Hello there! This is my first contribution the "Sweeney Todd" fandom and I've been working on this for quite a long time. I've seen the musical (and read parts of the book) a positively unhealthy amount of times and after careful consideration decided to base my story on the original Broadway version, that is, Len Cariou's Sweeney and Angela Lansbury's Mrs. Lovett. I feel that their work doesn't get enough recognition nowadays in spite of them having created these characters in the form that we see them today. Especially Angela—I mean, the woman really ran with this role; and Mrs. Lovett's songs were written solely for her.

My story begins during the intermission and will work its way through the second act. With me shamelessly changing a lot of things up, of course. I'm not going to touch the part of the story that doesn't include Mrs. Lovett or Mr. T, so things can get a bit confusing if you're not familiar with the original storyline. If that should be the case, I implore you to go and see this magnificent show first.

Since you're already here and the Todd fandom is relatively warped, I'm guessing I don't have to tell you to watch the rating, but just to be on the safe side, please do make sure you're okay with the rating. Oh, and if you can guess where the title is from, I'm proud of you 'cause you really know your Sondheim.

I hope you enjoy, and please leave me a review if you do! :)


Sweeney Todd threw open the creaking front door of the pie shop and stepped inside, glad to be greeted by the familiar warmth of the house. He dropped his soaked leather coat onto one of the chairs, glancing around the room as he did so. There was no trace of life as if at two in the afternoon no one was awake yet. He didn't bother to wipe his feet on the dingy old carpet, for as he knew very well, there were worse things than mud down on the floor of the pie shop. Stepping straight past the kitchen table and into the parlour, Sweeney frowned at the silence that filled the house. He was used to the clatter of pots and pans and the cheery out-of-tune humming of his landlady.

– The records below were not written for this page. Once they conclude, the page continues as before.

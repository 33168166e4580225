//! Object identity for the ugit implementation.
//!
//! This crate provides the `ObjectId` type, hash computation over
//! `kind‖0x00‖payload`, and hex encoding/decoding.

mod error;
pub mod hex;
mod oid;
pub mod hasher;

pub use error::HashError;
pub use oid::ObjectId;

The parlour was a murky place with only a couple of candles burning at the moment; the rain clouds had cut away the sun from the little window. Right there in the middle of the room, Sweeney could see a hunched figure sitting on the sofa, fumbling with what seemed to be a rather tangled knitting. He knew he had not yet stepped into the circle of flickering light, but already his presence was known.

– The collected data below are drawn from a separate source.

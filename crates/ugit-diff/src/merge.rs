use std::collections::BTreeMap;
use std::fs;
use std::io::Write as _;

use ugit_hash::ObjectId;
use ugit_history::get_merge_base;
use ugit_object::ObjectType;
use ugit_ref::{RefName, RefValue};
use ugit_repo::Repo;
use ugit_utils::subprocess::{ExternalCommand, StdioMode};
use ugit_utils::tempfile::TempFile;

use crate::compare::compare_trees;
use crate::error::DiffError;

/// Three-way merge of flattened trees, writing each merged blob to `store`
/// and returning the resulting `path → oid` map. Conflicting regions carry
/// `diff3`-style conflict markers verbatim, same as a failed merge on disk.
pub fn merge_trees(
    repo: &Repo,
    base: &BTreeMap<String, ObjectId>,
    head: &BTreeMap<String, ObjectId>,
    other: &BTreeMap<String, ObjectId>,
) -> Result<BTreeMap<String, ObjectId>, DiffError> {
    let mut merged = BTreeMap::new();
    for (path, oids) in compare_trees(&[base, head, other]) {
        let content = merge_blobs(repo, oids[0], oids[1], oids[2])?;
        let oid = repo.store().hash_object(ObjectType::Blob, &content)?;
        merged.insert(path, oid);
    }
    Ok(merged)
}

fn merge_blobs(
    repo: &Repo,
    o_base: Option<ObjectId>,
    o_head: Option<ObjectId>,
    o_other: Option<ObjectId>,
) -> Result<Vec<u8>, DiffError> {
    let dir = std::env::temp_dir();
    let mut f_base = TempFile::new_in(&dir)?;
    let mut f_head = TempFile::new_in(&dir)?;
    let mut f_other = TempFile::new_in(&dir)?;

    for (oid, f) in [(o_base, &mut f_base), (o_head, &mut f_head), (o_other, &mut f_other)] {
        if let Some(oid) = oid {
            f.write_all(&repo.store().get_object(&oid, Some(ObjectType::Blob))?)?;
            f.flush()?;
        }
    }

    let result = ExternalCommand::new("diff3")
        .arg("-m")
        .arg("-L")
        .arg("HEAD")
        .arg(f_head.path())
        .arg("-L")
        .arg("BASE")
        .arg(f_base.path())
        .arg("-L")
        .arg("MERGE_HEAD")
        .arg(f_other.path())
        .stdout(StdioMode::Pipe)
        .stderr(StdioMode::Null)
        .run()?;

    match result.code() {
        Some(0) | Some(1) => Ok(result.stdout),
        _ => Err(DiffError::UnexpectedExit {
            program: "diff3",
            status: result.code(),
        }),
    }
}

/// Outcome of [`merge`].
#[derive(Debug, Clone, Copy, PartialEq, Eq)]
pub enum MergeOutcome {
    /// HEAD was an ancestor of `other`; HEAD now points directly at it and
    /// the working tree matches `other`'s tree. Nothing to commit.
    FastForward,
    /// A three-way merge was written into the working tree, `MERGE_HEAD`
    /// recorded, and a commit is still needed to conclude it.
    Merged,
}

/// Merge `other` into HEAD.
///
/// If HEAD is an ancestor of `other`, fast-forwards by moving HEAD and
/// loading `other`'s tree. Otherwise performs a three-way merge against
/// the nearest common ancestor, writing the result (with any conflict
/// markers) into the working tree and recording `MERGE_HEAD`.
pub fn merge(repo: &Repo, other: ObjectId) -> Result<MergeOutcome, DiffError> {
    let head_name = RefName::new("HEAD").expect("HEAD is a valid ref name");
    let head = match repo.refs().get_ref(&head_name, true)?.value {
        Some(RefValue::Direct(oid)) => oid,
        _ => return Err(DiffError::ObjectNotFound(other)),
    };

    let merge_base = get_merge_base(repo, other, head).map_err(|_| DiffError::ObjectNotFound(other))?;
    let c_other = repo.get_commit(&other)?;

    if merge_base == Some(head) {
        repo.read_tree(&c_other.tree)?;
        repo.refs().update_ref(&head_name, &RefValue::Direct(other), true)?;
        return Ok(MergeOutcome::FastForward);
    }

    let merge_head_name = RefName::new("MERGE_HEAD").expect("MERGE_HEAD is a valid ref name");
    repo.refs().update_ref(&merge_head_name, &RefValue::Direct(other), false)?;

    let base_oid = merge_base.ok_or(DiffError::ObjectNotFound(other))?;
    let c_base = repo.get_commit(&base_oid)?;
    let c_head = repo.get_commit(&head)?;

    let t_base = repo.get_tree(&c_base.tree, "")?;
    let t_head = repo.get_tree(&c_head.tree, "")?;
    let t_other = repo.get_tree(&c_other.tree, "")?;

    let merged = merge_trees(repo, &t_base, &t_head, &t_other)?;
    write_merged_tree(repo, &merged)?;

    Ok(MergeOutcome::Merged)
}

fn write_merged_tree(repo: &Repo, merged: &BTreeMap<String, ObjectId>) -> Result<(), DiffError> {
    repo.clear_working_tree()?;
    for (path, oid) in merged {
        let full_path = repo.work_dir().join(path);
        if let Some(parent) = full_path.parent() {
            fs::create_dir_all(parent)?;
        }
        let content = repo.store().get_object(oid, Some(ObjectType::Blob))?;
        fs::write(full_path, content)?;
    }
    Ok(())
}

#[cfg(test)]
mod tests {
    use super::*;

    #[test]
    fn fast_forward_merge_moves_head() {
        let dir = tempfile::tempdir().unwrap();
        let repo = Repo::init(dir.path()).unwrap();
        fs::write(dir.path().join("a.txt"), b"1\n").unwrap();
        let c1 = repo.commit("first").unwrap();
        fs::write(dir.path().join("a.txt"), b"2\n").unwrap();
        let c2 = repo.commit("second").unwrap();

        let head_name = RefName::new("HEAD").unwrap();
        repo.refs().update_ref(&head_name, &RefValue::Direct(c1), true).unwrap();

        let outcome = merge(&repo, c2).unwrap();
        assert_eq!(outcome, MergeOutcome::FastForward);
        assert_eq!(
            repo.refs().get_ref(&head_name, true).unwrap().value,
            Some(RefValue::Direct(c2))
        );
    }

    #[test]
    fn fast_forward_merge_moves_branch_not_head_itself() {
        let dir = tempfile::tempdir().unwrap();
        let repo = Repo::init(dir.path()).unwrap();
        fs::write(dir.path().join("a.txt"), b"1\n").unwrap();
        let c1 = repo.commit("first").unwrap();
        fs::write(dir.path().join("a.txt"), b"2\n").unwrap();
        let c2 = repo.commit("second").unwrap();

        let head_name = RefName::new("HEAD").unwrap();
        let main_name = RefName::new("refs/heads/main").unwrap();
        repo.refs().update_ref(&main_name, &RefValue::Direct(c1), true).unwrap();

        let outcome = merge(&repo, c2).unwrap();
        assert_eq!(outcome, MergeOutcome::FastForward);

        assert_eq!(
            repo.refs().get_ref(&head_name, false).unwrap().value,
            Some(RefValue::Symbolic(main_name.clone())),
            "HEAD must stay symbolic, not get overwritten with a bare OID"
        );
        assert_eq!(
            repo.refs().get_ref(&main_name, true).unwrap().value,
            Some(RefValue::Direct(c2))
        );
    }
}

"Well now, look who's back." There was an unusual distractedness in Mrs. Lovett's tone, for she always greeted Sweeney with bubbling excitement. "An' where 'ave you been roamin' abou' all night?"

Sweeney came forward from the shadows, stepping up next to the sofa and remaining there, his eyes nailed to the woman in front of him. There was something terribly amiss about her. "I've been having a drink in every pub I could find, and finally falling asleep at one of them," he replied seriously. He'd had to get out of the house last night, because in the darkness every wall and floorboard had called out to him in Lucy's voice. He'd had to drown his grief in gin to be able to sleep off the weariness of the hard day's work. However, now he sensed he might not be the only one with worries on his mind. "Why, what's the matter?"

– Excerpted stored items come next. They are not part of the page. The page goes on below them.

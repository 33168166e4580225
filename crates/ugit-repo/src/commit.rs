use ugit_hash::ObjectId;
use ugit_object::{Commit, ObjectType};
use ugit_ref::{RefName, RefValue};

use crate::{Repo, RepoError};

impl Repo {
    /// Build a commit over the current working tree: `tree <write_tree(.)>`,
    /// a `parent` header for HEAD (if any) and for MERGE_HEAD (if any,
    /// clearing it afterward), then the message. Updates HEAD (dereffed).
    pub fn commit(&self, message: &str) -> Result<ObjectId, RepoError> {
        let tree_oid = self.write_tree(&self.work_dir)?;
        let mut parents = Vec::new();

        let head_name = RefName::new("HEAD").expect("HEAD is a valid ref name");
        if let Some(RefValue::Direct(oid)) = self.refs.get_ref(&head_name, true)?.value {
            parents.push(oid);
        }

        let merge_head_name = RefName::new("MERGE_HEAD").expect("MERGE_HEAD is a valid ref name");
        if let Some(RefValue::Direct(oid)) = self.refs.get_ref(&merge_head_name, true)?.value {
            parents.push(oid);
            self.refs.delete_ref(&merge_head_name, false)?;
        }

        let mut text = message.to_string();
        if !text.ends_with('\n') {
            text.push('\n');
        }

        let commit = Commit::new(tree_oid, parents, text);
        let content = commit.serialize_content();
        let oid = self.store.hash_object(ObjectType::Commit, &content)?;
        self.refs.update_ref(&head_name, &RefValue::Direct(oid), true)?;
        Ok(oid)
    }

    /// Parse a stored commit object.
    pub fn get_commit(&self, oid: &ObjectId) -> Result<Commit, RepoError> {
        let content = self.store.get_object(oid, Some(ObjectType::Commit))?;
        Commit::parse(&content).map_err(RepoError::from)
    }
}

#[cfg(test)]
mod tests {
    use super::*;
    use std::fs;

    #[test]
    fn first_commit_has_no_parents() {
        let dir = tempfile::tempdir().unwrap();
        let repo = Repo::init(dir.path()).unwrap();
        fs::write(dir.path().join("a.txt"), b"hello\n").unwrap();

        let oid = repo.commit("first").unwrap();
        let commit = repo.get_commit(&oid).unwrap();
        assert!(commit.parents.is_empty());
        assert_eq!(commit.message.as_ref() as &[u8], b"first\n");
    }

    #[test]
    fn second_commit_parents_on_the_first() {
        let dir = tempfile::tempdir().unwrap();
        let repo = Repo::init(dir.path()).unwrap();
        fs::write(dir.path().join("a.txt"), b"hello\n").unwrap();
        let c1 = repo.commit("first").unwrap();

        fs::write(dir.path().join("a.txt"), b"hello world\n").unwrap();
        let c2 = repo.commit("second").unwrap();

        let commit2 = repo.get_commit(&c2).unwrap();
        assert_eq!(commit2.parents, vec![c1]);
    }

    #[test]
    fn commit_clears_merge_head() {
        let dir = tempfile::tempdir().unwrap();
        let repo = Repo::init(dir.path()).unwrap();
        fs::write(dir.path().join("a.txt"), b"hello\n").unwrap();
        let c1 = repo.commit("first").unwrap();

        let merge_head = RefName::new("MERGE_HEAD").unwrap();
        repo.refs().update_ref(&merge_head, &RefValue::Direct(c1), false).unwrap();

        let c2 = repo.commit("merge commit").unwrap();
        let commit2 = repo.get_commit(&c2).unwrap();
        assert_eq!(commit2.parents, vec![c1, c1]);
        assert_eq!(repo.refs().get_ref(&merge_head, false).unwrap().value, None);
    }
}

"Oh, nothin'!" Mrs. Lovett's answer came all too quickly and with an overdose of unconcerned airiness. "Nothin' at all," she added quietly, keeping her eyes fixed on her knitting. "Nothin' at all."

Her behaviour awakened a dreadful doubt in Sweeney, a small but alarming possibility, and he asked, "Really? Where's the boy?" To his momentary relief, Mrs. Lovett raised her head and nodded towards the doorway Sweeney had just passed through moments ago.

"Oh, 'e's sound asleep in the kitchen, 'e is," Mrs. Lovett told him, lowering her voice in accordance with her words. "I told 'im to 'ave a nice rest today, 'im 'avin' worked so 'ard all week."

Sweeney nodded his head with relieved contentment, although he could see the distance and the unsettling tranquillity return to the woman. She was not smiling, he realized—not even smirking in that very characteristic way she had. That was three strange changes already with her silence and lack of enthusiasm at seeing Sweeney.

"You could 'ave easily 'ad a drink 'ere," Mrs. Lovett pointed out apathetically, her tone flat as opposed to its usual jumping notes.

"I didn't want to have it here," Sweeney replied with a great deal more vigour than he had meant to. Down here he was not haunted by his memories. Down in the pie shop and in the parlour, there were only he and Mrs. Lovett, Toby and their sensational meat pies. But most importantly, a kind of a new life Sweeney had begun to enjoy lately, more than he had ever thought he could enjoy anything. "Why, did you miss me?" he asked with a smirk of his own, intent on getting a lively reaction out of his landlady.

But Mrs. Lovett's attention was drawn decisively to the knitting that didn't seem to progress any. "Oh, what a silly idea!" she nearly muttered her reply. "No, I was just wonderin' where you'd got to." Silently Sweeney watched her make the same stitch four times and pull it loose again four times. On the fifth try something seemed to have gone wrong, for as far as Sweeney was familiar with knitting, a grouchy, "Oh, bugger!" was not part of the practice.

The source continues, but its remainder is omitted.